Task objective — Show each line of the entries below in which the word "origin" appears.

Information given —
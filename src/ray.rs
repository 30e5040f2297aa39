use crate::vector::Vector3;
use crate::matrix::Matrix3D;

/// A ray, `origin + t * direction`.
///
/// The direction does not need to be unit length; `t` is measured in
/// multiples of it.
#[derive(Copy, Clone, Debug, Default, PartialEq)]
pub struct Ray {
    pub origin: Vector3,
    pub direction: Vector3,
}

impl Ray {
    pub fn new(origin: Vector3, direction: Vector3) -> Ray {
        Ray { origin, direction }
    }

    pub fn position(&self, t: f64) -> Vector3 {
        self.origin + (self.direction * t)
    }

    /// Rotates the direction of a ray, leaving the origin in place.
    pub fn rotate(&self, m: Matrix3D) -> Ray {
        Ray {
            origin: self.origin,
            direction: m * self.direction,
        }
    }
}

#[test]
fn ray_position() {
    let r = Ray::new(
                Vector3::new(2.0, 3.0, 4.0),
                Vector3::new(1.0, 0.0, 0.0)
            );

    assert_eq!(r.position(0.0), Vector3::new(2.0, 3.0, 4.0));
    assert_eq!(r.position(1.0), Vector3::new(3.0, 3.0, 4.0));
    assert_eq!(r.position(-1.0), Vector3::new(1.0, 3.0, 4.0));
    assert_eq!(r.position(2.5), Vector3::new(4.5, 3.0, 4.0));
}

#[test]
fn ray_position_unnormalized() {
    let r = Ray::new(
                Vector3::zero(),
                Vector3::new(0.0, 0.0, 2.0)
            );

    assert_eq!(r.position(1.5), Vector3::new(0.0, 0.0, 3.0));
}

#[test]
fn ray_rotation() {
    let r = Ray::new(
                Vector3::new(1.0, 2.0, 3.0),
                Vector3::new(0.0, 1.0, 0.0)
            );
    let m = Matrix3D::rotation_x(std::f64::consts::PI / 2.0);
    let t = r.rotate(m);

    assert_eq!(t.origin, Vector3::new(1.0, 2.0, 3.0));
    assert_eq!(t.direction, Vector3::new(0.0, 0.0, 1.0));
}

Task result —
/// A ray, `origin + t * direction`.
    pub origin: Vector3,
    pub fn new(origin: Vector3, direction: Vector3) -> Ray {
        Ray { origin, direction }
        self.origin + (self.direction * t)
    /// Rotates the direction of a ray, leaving the origin in place.
            origin: self.origin,
    assert_eq!(t.origin, Vector3::new(1.0, 2.0, 3.0));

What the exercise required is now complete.